Monitor Cloud TPU VMs

This guide explains how to use Google Cloud Monitoring to monitor your Cloud TPU VMs. Google Cloud Monitoring automatically collects metrics and logs from your Cloud TPU and its host Compute Engine. These data can be used to monitor the health of your Cloud TPU and Compute Engine.

Metrics enable you to track a numerical quantity over time, for example, CPU utilization, network usage, or TensorCore idle duration. Logs capture events at a specific point in time. Log entries are written by your own code, Google Cloud services, third-party applications, and the Google Cloud infrastructure. You can also generate metrics from the data present in a log entry by creating a log-based metric. You can also set alert policies based on metric values or log entries.
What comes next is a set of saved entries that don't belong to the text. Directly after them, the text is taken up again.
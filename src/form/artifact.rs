use super::definition::{FieldDefinition, FormDefinition};
use crate::ast::{Expression, FieldId};
use crate::config::EngineLimits;
use crate::diagnostics::Diagnostic;
use crate::error::{ArtifactError, FormulaError};
use ahash::AHashMap;
use bincode::config::standard;
use bincode::serde::{decode_from_slice, encode_to_vec};
use serde::{Deserialize, Serialize};
use std::collections::BTreeSet;
use std::fs;
use std::io::{Read, Write};

/// A calculated field with its formula parsed ahead of time.
#[derive(Debug, Clone, PartialEq, Serialize, Deserialize)]
pub struct CompiledCalculation {
    /// Position of the field in [`FormDefinition::fields`].
    pub field_index: usize,
    /// Every name the formula references, known fields or not.
    pub dependencies: BTreeSet<String>,
    /// The parsed formula, or why it could not be parsed.
    pub expression: Result<Expression, FormulaError>,
}

/// A form whose formulas are parsed and whose calculated fields are ordered,
/// ready for any number of recalculation passes.
#[derive(Debug, Clone, Serialize, Deserialize)]
pub struct CompiledForm {
    pub form: FormDefinition,
    pub limits: EngineLimits,
    /// Calculated fields in evaluation order.
    pub calculations: Vec<CompiledCalculation>,
    /// Field id to position in `form.fields`.
    pub index: AHashMap<FieldId, usize>,
    /// Problems found while compiling. None of them prevent evaluation.
    pub diagnostics: Vec<Diagnostic>,
}

impl CompiledForm {
    pub fn fields(&self) -> &[FieldDefinition] {
        &self.form.fields
    }

    pub fn field(&self, id: FieldId) -> Option<&FieldDefinition> {
        self.index
            .get(&id)
            .and_then(|&position| self.form.fields.get(position))
    }

    /// Serializes the compiled form using the bincode format.
    pub fn to_bytes(&self) -> Result<Vec<u8>, ArtifactError> {
        encode_to_vec(self, standard()).map_err(|e| ArtifactError::Encode(e.to_string()))
    }

    /// Saves the compiled form to a file using the bincode format.
    pub fn save(&self, path: &str) -> Result<(), ArtifactError> {
        let bytes = self.to_bytes()?;
        let io_error = |source| ArtifactError::Io {
            path: path.to_string(),
            source,
        };
        let mut file = fs::File::create(path).map_err(io_error)?;
        file.write_all(&bytes).map_err(io_error)?;
        log::debug!("Saved compiled form ({} bytes) to '{}'", bytes.len(), path);
        Ok(())
    }

    /// Loads a compiled form from a file.
    pub fn from_file(path: &str) -> Result<Self, ArtifactError> {
        let io_error = |source| ArtifactError::Io {
            path: path.to_string(),
            source,
        };
        let mut file = fs::File::open(path).map_err(io_error)?;
        let mut bytes = Vec::new();
        file.read_to_end(&mut bytes).map_err(io_error)?;
        Self::from_bytes(&bytes)
    }

    /// Deserializes a compiled form from a byte slice.
    ///
    /// Artifacts whose indices disagree with their own field list are rejected.
    pub fn from_bytes(bytes: &[u8]) -> Result<Self, ArtifactError> {
        let compiled: Self = decode_from_slice(bytes, standard())
            .map(|(form, _)| form) // bincode 2 returns a tuple (data, bytes_read)
            .map_err(|e| ArtifactError::Decode(e.to_string()))?;
        compiled.check_consistency()?;
        Ok(compiled)
    }

    fn check_consistency(&self) -> Result<(), ArtifactError> {
        let fields = self.fields();
        if self.index.len() != fields.len() {
            return Err(ArtifactError::Inconsistent(format!(
                "index covers {} fields but the form has {}",
                self.index.len(),
                fields.len()
            )));
        }
        for (&id, &position) in &self.index {
            if fields.get(position).map(|f| f.id) != Some(id) {
                return Err(ArtifactError::Inconsistent(format!(
                    "field id {} is indexed at position {}",
                    id, position
                )));
            }
        }

        let mut seen = BTreeSet::new();
        for calculation in &self.calculations {
            let position = calculation.field_index;
            match fields.get(position) {
                Some(field) if field.calculation().is_some() && seen.insert(position) => {}
                _ => {
                    return Err(ArtifactError::Inconsistent(format!(
                        "calculation points at position {}, which is not a distinct calculated field",
                        position
                    )));
                }
            }
        }
        Ok(())
    }
}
This guide discusses Google Cloud Monitoring and shows you how to:

  • View Cloud TPU metrics
  • Set up Cloud TPU metrics alert policies
  • Query Cloud TPU logs
  • Create log-based metrics for setting up alerts and visualizing dashboards

Prerequisites

This document assumes some basic knowledge of Google Cloud Monitoring. You must have a Compute Engine VM and Cloud TPU resources created before you can begin generating and working with Google Cloud Monitoring. See the Cloud TPU Quickstart for more details.

Metrics

Google Cloud metrics are automatically generated by Compute Engine VMs and the Cloud TPU runtime. The following metrics are generated by Cloud TPU VMs:

  • memory/usage
  • network/received_bytes_count
  • network/sent_bytes_count
  • cpu/utilization
  • tpu/tensorcore/idle_duration

It can take up to 180 seconds between the time a metric value is generated and when it's displayed in the Metrics Explorer.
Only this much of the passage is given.